Der Beschwerdeführer sei trotz seinem 18 Jahre dauernden Aufenthalt im Gastland nicht integriert. Seine Kenntnisse der deutschen Sprache, sowohl Hoch- wie Schweizerdeutsch, seien rudimentär und er leiste keinen Effort, dies zu verbessern. Sodann pflege er ausserfamiliär lediglich zu den Arbeitskollegen Kontakt. Freizeitaktivitäten und Verbindungen ausserhalb der Familie übe er wenige bis keine aus. In seinem Heimatland Kosovo, wo er aufgewachsen sei, lebten seine Eltern und weitere Verwandte. Er besuche die Heimat einmal jährlich. Weiter spreche er die dortige Sprache und sei mit der Kultur vertraut. Eine Integration in seine Heimat scheine sowohl in sozialer, kultureller und beruflicher Hinsicht (namentlich aufgrund seiner Arbeitserfahrung in der Schweiz) möglich. 

Der Beschwerdeführer habe einen rund 14-jährigen Sohn (geb. 2008) aus der zwischenzeitlich geschiedenen Ehe. Mit diesem verbringe er jedes zweite Wochenende. Er habe geplant, mit seinem Sohn erste gemeinsame Ferien seit der Scheidung zu verbringen, dazu sei es allerdings noch nicht gekommen.

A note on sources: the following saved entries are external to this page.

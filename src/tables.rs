//! Fixed astrological enumerations and total metadata lookup.
//!
//! Five ordered tables (tithi, nakshatra, yoga, karana, rashi) map a cycle
//! position to a name and invariant attributes (ruling deity, planetary lord,
//! short meaning). Lookups by name are total: an unrecognized name yields the
//! `"Unknown"` sentinel for every attribute, never an error — callers treat
//! `"Unknown"` as "no data".

// ---

#[derive(Debug, Clone, Copy, PartialEq, Eq)]
pub struct ElementMeta {
    pub name: &'static str,
    pub deity: &'static str,
    pub lord: &'static str,
    pub meaning: &'static str,
}

#[derive(Debug, Clone, Copy, PartialEq, Eq)]
pub struct RashiMeta {
    pub name: &'static str,
    pub lord: &'static str,
    pub element: &'static str,
}

pub const UNKNOWN_ELEMENT: ElementMeta = ElementMeta {
    name: "Unknown",
    deity: "Unknown",
    lord: "Unknown",
    meaning: "Unknown",
};

pub const UNKNOWN_RASHI: RashiMeta = RashiMeta {
    name: "Unknown",
    lord: "Unknown",
    element: "Unknown",
};

// ---

/// The 14 shared tithi names plus the two paksha-closing ones. A lunar month
/// has 30 tithis: positions 0-13 and 15-28 reuse the shared names, position
/// 14 is Purnima (full moon) and 29 is Amavasya (new moon).
const TITHI: [ElementMeta; 16] = [
    ElementMeta { name: "Pratipada", deity: "Agni", lord: "Sun", meaning: "Beginnings" },
    ElementMeta { name: "Dwitiya", deity: "Brahma", lord: "Moon", meaning: "Foundations" },
    ElementMeta { name: "Tritiya", deity: "Gauri", lord: "Mars", meaning: "Strength" },
    ElementMeta { name: "Chaturthi", deity: "Ganesha", lord: "Mercury", meaning: "Removing obstacles" },
    ElementMeta { name: "Panchami", deity: "Sarpa", lord: "Jupiter", meaning: "Healing" },
    ElementMeta { name: "Shashthi", deity: "Kartikeya", lord: "Venus", meaning: "Victory" },
    ElementMeta { name: "Saptami", deity: "Surya", lord: "Saturn", meaning: "Vitality" },
    ElementMeta { name: "Ashtami", deity: "Shiva", lord: "Rahu", meaning: "Conflict" },
    ElementMeta { name: "Navami", deity: "Durga", lord: "Sun", meaning: "Courage" },
    ElementMeta { name: "Dashami", deity: "Yama", lord: "Moon", meaning: "Dharma" },
    ElementMeta { name: "Ekadashi", deity: "Vishwadeva", lord: "Mars", meaning: "Fasting and purification" },
    ElementMeta { name: "Dwadashi", deity: "Vishnu", lord: "Mercury", meaning: "Charity" },
    ElementMeta { name: "Trayodashi", deity: "Kamadeva", lord: "Jupiter", meaning: "Friendship" },
    ElementMeta { name: "Chaturdashi", deity: "Kali", lord: "Venus", meaning: "Fierce energy" },
    ElementMeta { name: "Purnima", deity: "Chandra", lord: "Moon", meaning: "Fulfilment" },
    ElementMeta { name: "Amavasya", deity: "Pitru", lord: "Saturn", meaning: "Ancestors and rest" },
];

/// The 27 lunar mansions with their planetary lords and presiding deities.
const NAKSHATRA: [ElementMeta; 27] = [
    ElementMeta { name: "Ashwini", deity: "Ashwini Kumaras", lord: "Ketu", meaning: "Swiftness" },
    ElementMeta { name: "Bharani", deity: "Yama", lord: "Venus", meaning: "Bearing" },
    ElementMeta { name: "Krittika", deity: "Agni", lord: "Sun", meaning: "Cutting" },
    ElementMeta { name: "Rohini", deity: "Brahma", lord: "Moon", meaning: "Growth" },
    ElementMeta { name: "Mrigashira", deity: "Soma", lord: "Mars", meaning: "Searching" },
    ElementMeta { name: "Ardra", deity: "Rudra", lord: "Rahu", meaning: "The storm" },
    ElementMeta { name: "Punarvasu", deity: "Aditi", lord: "Jupiter", meaning: "Renewal" },
    ElementMeta { name: "Pushya", deity: "Brihaspati", lord: "Saturn", meaning: "Nourishment" },
    ElementMeta { name: "Ashlesha", deity: "Naga", lord: "Mercury", meaning: "Embrace" },
    ElementMeta { name: "Magha", deity: "Pitru", lord: "Ketu", meaning: "The throne" },
    ElementMeta { name: "Purva Phalguni", deity: "Bhaga", lord: "Venus", meaning: "Enjoyment" },
    ElementMeta { name: "Uttara Phalguni", deity: "Aryaman", lord: "Sun", meaning: "Patronage" },
    ElementMeta { name: "Hasta", deity: "Savitar", lord: "Moon", meaning: "The hand" },
    ElementMeta { name: "Chitra", deity: "Vishvakarma", lord: "Mars", meaning: "The jewel" },
    ElementMeta { name: "Swati", deity: "Vayu", lord: "Rahu", meaning: "Independence" },
    ElementMeta { name: "Vishakha", deity: "Indragni", lord: "Jupiter", meaning: "Purpose" },
    ElementMeta { name: "Anuradha", deity: "Mitra", lord: "Saturn", meaning: "Devotion" },
    ElementMeta { name: "Jyeshtha", deity: "Indra", lord: "Mercury", meaning: "Seniority" },
    ElementMeta { name: "Mula", deity: "Nirriti", lord: "Ketu", meaning: "The root" },
    ElementMeta { name: "Purva Ashadha", deity: "Apas", lord: "Venus", meaning: "Invigoration" },
    ElementMeta { name: "Uttara Ashadha", deity: "Vishwadeva", lord: "Sun", meaning: "Later victory" },
    ElementMeta { name: "Shravana", deity: "Vishnu", lord: "Moon", meaning: "Listening" },
    ElementMeta { name: "Dhanishta", deity: "Vasu", lord: "Mars", meaning: "Wealth" },
    ElementMeta { name: "Shatabhisha", deity: "Varuna", lord: "Rahu", meaning: "A hundred healers" },
    ElementMeta { name: "Purva Bhadrapada", deity: "Ajaikapada", lord: "Jupiter", meaning: "Burning purification" },
    ElementMeta { name: "Uttara Bhadrapada", deity: "Ahirbudhnya", lord: "Saturn", meaning: "Depths" },
    ElementMeta { name: "Revati", deity: "Pushan", lord: "Mercury", meaning: "Prosperity" },
];

/// The 27 yogas (sun-moon longitude combinations).
const YOGA: [ElementMeta; 27] = [
    ElementMeta { name: "Vishkambha", deity: "Yama", lord: "Saturn", meaning: "Supported" },
    ElementMeta { name: "Priti", deity: "Vishnu", lord: "Mercury", meaning: "Fondness" },
    ElementMeta { name: "Ayushman", deity: "Chandra", lord: "Ketu", meaning: "Long life" },
    ElementMeta { name: "Saubhagya", deity: "Brahma", lord: "Venus", meaning: "Good fortune" },
    ElementMeta { name: "Shobhana", deity: "Brihaspati", lord: "Sun", meaning: "Splendour" },
    ElementMeta { name: "Atiganda", deity: "Chandra", lord: "Moon", meaning: "Danger" },
    ElementMeta { name: "Sukarma", deity: "Indra", lord: "Mars", meaning: "Virtuous deeds" },
    ElementMeta { name: "Dhriti", deity: "Apas", lord: "Rahu", meaning: "Steadiness" },
    ElementMeta { name: "Shula", deity: "Sarpa", lord: "Jupiter", meaning: "The spear" },
    ElementMeta { name: "Ganda", deity: "Agni", lord: "Saturn", meaning: "Obstacles" },
    ElementMeta { name: "Vriddhi", deity: "Surya", lord: "Mercury", meaning: "Increase" },
    ElementMeta { name: "Dhruva", deity: "Bhumi", lord: "Ketu", meaning: "Constancy" },
    ElementMeta { name: "Vyaghata", deity: "Vayu", lord: "Venus", meaning: "Calamity" },
    ElementMeta { name: "Harshana", deity: "Bhaga", lord: "Sun", meaning: "Delight" },
    ElementMeta { name: "Vajra", deity: "Varuna", lord: "Moon", meaning: "The thunderbolt" },
    ElementMeta { name: "Siddhi", deity: "Ganesha", lord: "Mars", meaning: "Accomplishment" },
    ElementMeta { name: "Vyatipata", deity: "Rudra", lord: "Rahu", meaning: "Great fall" },
    ElementMeta { name: "Variyana", deity: "Kubera", lord: "Jupiter", meaning: "Comfort" },
    ElementMeta { name: "Parigha", deity: "Vishvakarma", lord: "Saturn", meaning: "The iron bar" },
    ElementMeta { name: "Shiva", deity: "Mitra", lord: "Mercury", meaning: "Auspiciousness" },
    ElementMeta { name: "Siddha", deity: "Kartikeya", lord: "Ketu", meaning: "Attainment" },
    ElementMeta { name: "Sadhya", deity: "Savitar", lord: "Venus", meaning: "Achievable" },
    ElementMeta { name: "Shubha", deity: "Lakshmi", lord: "Sun", meaning: "Bright" },
    ElementMeta { name: "Shukla", deity: "Parvati", lord: "Moon", meaning: "Pure white" },
    ElementMeta { name: "Brahma", deity: "Ashwini Kumaras", lord: "Mars", meaning: "Sacred truth" },
    ElementMeta { name: "Indra", deity: "Pitru", lord: "Rahu", meaning: "Leadership" },
    ElementMeta { name: "Vaidhriti", deity: "Diti", lord: "Jupiter", meaning: "Division" },
];

/// The 11 karanas: seven movable, four fixed.
const KARANA: [ElementMeta; 11] = [
    ElementMeta { name: "Bava", deity: "Indra", lord: "Sun", meaning: "Gainful work" },
    ElementMeta { name: "Balava", deity: "Brahma", lord: "Moon", meaning: "Learning" },
    ElementMeta { name: "Kaulava", deity: "Mitra", lord: "Mars", meaning: "Partnership" },
    ElementMeta { name: "Taitila", deity: "Aryaman", lord: "Mercury", meaning: "Housework" },
    ElementMeta { name: "Gara", deity: "Bhumi", lord: "Jupiter", meaning: "Agriculture" },
    ElementMeta { name: "Vanija", deity: "Lakshmi", lord: "Venus", meaning: "Trade" },
    ElementMeta { name: "Vishti", deity: "Yama", lord: "Saturn", meaning: "Inauspicious for starts" },
    ElementMeta { name: "Shakuni", deity: "Garuda", lord: "Rahu", meaning: "Remedies" },
    ElementMeta { name: "Chatushpada", deity: "Nandi", lord: "Ketu", meaning: "Animal care" },
    ElementMeta { name: "Naga", deity: "Sarpa", lord: "Saturn", meaning: "Stillness" },
    ElementMeta { name: "Kimstughna", deity: "Vayu", lord: "Jupiter", meaning: "Rituals" },
];

/// The 12 zodiacal signs the Moon transits.
const RASHI: [RashiMeta; 12] = [
    RashiMeta { name: "Mesha", lord: "Mars", element: "Fire" },
    RashiMeta { name: "Vrishabha", lord: "Venus", element: "Earth" },
    RashiMeta { name: "Mithuna", lord: "Mercury", element: "Air" },
    RashiMeta { name: "Karka", lord: "Moon", element: "Water" },
    RashiMeta { name: "Simha", lord: "Sun", element: "Fire" },
    RashiMeta { name: "Kanya", lord: "Mercury", element: "Earth" },
    RashiMeta { name: "Tula", lord: "Venus", element: "Air" },
    RashiMeta { name: "Vrishchika", lord: "Mars", element: "Water" },
    RashiMeta { name: "Dhanu", lord: "Jupiter", element: "Fire" },
    RashiMeta { name: "Makara", lord: "Saturn", element: "Earth" },
    RashiMeta { name: "Kumbha", lord: "Saturn", element: "Air" },
    RashiMeta { name: "Meena", lord: "Jupiter", element: "Water" },
];

/// Lunar month names, Chaitra first.
pub const MASA: [&str; 12] = [
    "Chaitra", "Vaishakha", "Jyeshtha", "Ashadha", "Shravana", "Bhadrapada",
    "Ashwin", "Kartik", "Margashirsha", "Pausha", "Magha", "Phalguna",
];

/// The six seasons, two lunar months each, Vasanta first.
pub const RITU: [&str; 6] = [
    "Vasanta", "Grishma", "Varsha", "Sharad", "Hemanta", "Shishira",
];

// ---

/// Tithi name for a position in the 30-tithi lunar month (cyclic).
pub fn tithi_name(index: usize) -> &'static str {
    // ---
    match index % 30 {
        14 => "Purnima",
        29 => "Amavasya",
        i => TITHI[i % 15].name,
    }
}

pub fn nakshatra_name(index: usize) -> &'static str {
    NAKSHATRA[index % NAKSHATRA.len()].name
}

pub fn yoga_name(index: usize) -> &'static str {
    YOGA[index % YOGA.len()].name
}

pub fn karana_name(index: usize) -> &'static str {
    KARANA[index % KARANA.len()].name
}

pub fn rashi_name(index: usize) -> &'static str {
    RASHI[index % RASHI.len()].name
}

/// Paksha for a 30-tithi cycle position: waxing for 0-14, waning after.
pub fn paksha_for(index: usize) -> &'static str {
    if index % 30 < 15 {
        "Shukla"
    } else {
        "Krishna"
    }
}

// ---

fn find(table: &'static [ElementMeta], name: &str) -> &'static ElementMeta {
    table
        .iter()
        .find(|e| e.name.eq_ignore_ascii_case(name.trim()))
        .unwrap_or(&UNKNOWN_ELEMENT)
}

pub fn tithi_meta(name: &str) -> &'static ElementMeta {
    find(&TITHI, name)
}

pub fn nakshatra_meta(name: &str) -> &'static ElementMeta {
    find(&NAKSHATRA, name)
}

pub fn yoga_meta(name: &str) -> &'static ElementMeta {
    find(&YOGA, name)
}

pub fn karana_meta(name: &str) -> &'static ElementMeta {
    find(&KARANA, name)
}

pub fn rashi_meta(name: &str) -> &'static RashiMeta {
    RASHI
        .iter()
        .find(|e| e.name.eq_ignore_ascii_case(name.trim()))
        .unwrap_or(&UNKNOWN_RASHI)
}

/// Position of a name within its cycle, if it is a recognized table entry.
/// Used to derive `next_name` when a scraped name wins the merge.
pub fn tithi_position(name: &str) -> Option<usize> {
    // ---
    let name = name.trim();
    if name.eq_ignore_ascii_case("Purnima") {
        return Some(14);
    }
    if name.eq_ignore_ascii_case("Amavasya") {
        return Some(29);
    }
    TITHI[..14]
        .iter()
        .position(|e| e.name.eq_ignore_ascii_case(name))
}

pub fn nakshatra_position(name: &str) -> Option<usize> {
    position_in(&NAKSHATRA, name)
}

pub fn yoga_position(name: &str) -> Option<usize> {
    position_in(&YOGA, name)
}

pub fn karana_position(name: &str) -> Option<usize> {
    position_in(&KARANA, name)
}

fn position_in(table: &'static [ElementMeta], name: &str) -> Option<usize> {
    let name = name.trim();
    table.iter().position(|e| e.name.eq_ignore_ascii_case(name))
}

#[cfg(test)]
mod tests {
    // ---
    use super::*;

    #[test]
    fn every_nakshatra_has_real_metadata() {
        // ---
        for i in 0..27 {
            let name = nakshatra_name(i);
            let meta = nakshatra_meta(name);
            assert_ne!(meta.lord, "Unknown", "{name} has no lord");
            assert_ne!(meta.deity, "Unknown", "{name} has no deity");
        }
    }

    #[test]
    fn unknown_names_map_to_sentinel() {
        // ---
        let meta = nakshatra_meta("Definitely Not A Nakshatra");
        assert_eq!(meta.name, "Unknown");
        assert_eq!(meta.deity, "Unknown");
        assert_eq!(meta.lord, "Unknown");
        assert_eq!(meta.meaning, "Unknown");
        assert_eq!(rashi_meta("Nope").element, "Unknown");
        assert_eq!(tithi_meta("").name, "Unknown");
    }

    #[test]
    fn tithi_cycle_has_paksha_closers() {
        // ---
        assert_eq!(tithi_name(0), "Pratipada");
        assert_eq!(tithi_name(14), "Purnima");
        assert_eq!(tithi_name(15), "Pratipada");
        assert_eq!(tithi_name(29), "Amavasya");
        assert_eq!(tithi_name(30), "Pratipada"); // wraps
        assert_eq!(paksha_for(3), "Shukla");
        assert_eq!(paksha_for(20), "Krishna");
    }

    #[test]
    fn name_lookup_is_case_insensitive() {
        assert_eq!(nakshatra_meta("revati").lord, "Mercury");
        assert_eq!(nakshatra_meta(" REVATI ").deity, "Pushan");
    }

    #[test]
    fn positions_invert_names() {
        // ---
        for i in 0..27 {
            assert_eq!(nakshatra_position(nakshatra_name(i)), Some(i));
        }
        for i in 0..11 {
            assert_eq!(karana_position(karana_name(i)), Some(i));
        }
        assert_eq!(tithi_position("Purnima"), Some(14));
        assert_eq!(tithi_position("Amavasya"), Some(29));
        assert_eq!(tithi_position("Ekadashi"), Some(10));
        assert_eq!(yoga_position("No Such Yoga"), None);
    }
}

Die Beziehung zum Sohn sei nicht ausserordentlich intensiver Natur, zumal seine Kenntnisse nicht über die wesentlichen Aspekte hinausgingen (der Beschwerdeführer habe die Namen des Lehrers und der Freunde seines Sohnes nicht gekannt oder dessen Berufswunsch bloss rudimentär [„einen Bürojob“] beschreiben können).» (E.2.4).

«Diese von der Vorinstanz vorgenommene Interessenabwägung gibt keinerlei Anlass zur Kritik. Die Vorinstanz berücksichtigt die von der Rechtsprechung des Bundesgerichts und des EGMR entwickelten gängigen Kriterien (vgl. oben E. 2.2 und die dortigen Referenzen). So würdigt sie die Schwere der von ihm begangenen Delikte, die seit den Delikten vergangene Zeit sowie sein Verhalten seit den Taten. Sodann ergeben sich die relevanten Ausführungen zur Dauer des Aufenthalts im Gastland sowie seiner familiären Situation aus den vorinstanzlichen Erwägungen zur Frage, ob ein Härtefall vorliegt. Die letzten beiden Punkte fliessen in die Interessenabwägung mit ein, denn das vorinstanzliche Urteil ist als Ganzes zu lesen. Nachdem der Sohn, den der Beschwerdeführer als Hauptargument anführt, im vorinstanzlichen Urteilszeitpunkt mit nahezu 14.5 Jahren kurz vor dem Eintritt ins Berufsleben steht („Bürojob“), zunehmend selbständig ist und eigenen Interessen (Freunden, Fussball) nachgeht, eweist sich die vorinstanzliche Würdigung treffend, wonach das Kontaktrecht bei einer Landesverweisung auch mittels moderner Kommunikationsmittel aufrecht erhalten werden kann. Dies gilt umso mehr, als es sich um einen jungen Erwachsenen handelt, der mit der Nutzung moderner Kommunikationsmittel aufgewachsen und vertraut ist. Sodann geht die Vorinstanz richtig davon aus, dass der persönliche Kontakt weiterhin im Rahmen gemeinsamer Ferien im Heimatland des Beschwerdeführers stattfinden könne. Mit ihren Erwägungen zum Alter, zur beruflichen Zukunft und zu den privaten Interessen des Sohnes trägt die Vorinstanz der zunehmenden Selbständigkeit und Unabhängigkeit vom Elternhaus Rechnung, welche jungen Erwachsenen in diesem Lebensabschnitt zukommt. Nachdem die Landesverweisung in den Kosovo, ein Land innerhalb Europas, erfolgt, welches mit dem Flugzeug in kurzer Zeit erreichbar ist, erscheint sogar die Wahrnehmung regelmässiger Besuche realistisch, wenn auch nicht in bisherigem Ausmass (d.h. 14-täglich). Nicht zu beanstanden ist die von der Vorinstanz bejahte Rückfallgefahr, die sie in jeder längeren Partnerschaft sieht, dies angesichts der uneinsichtigen Haltung des Beschwerdeführers gegenüber seinen Delikten. Dass der Beschwerdeführer dies anders wahrnimmt, ändert daran nichts.» (E.2.5).

Das Bundesgericht weist im Urteil 7B_468/2023 vom 20. August 2024 die Beschwerde ab (E.3).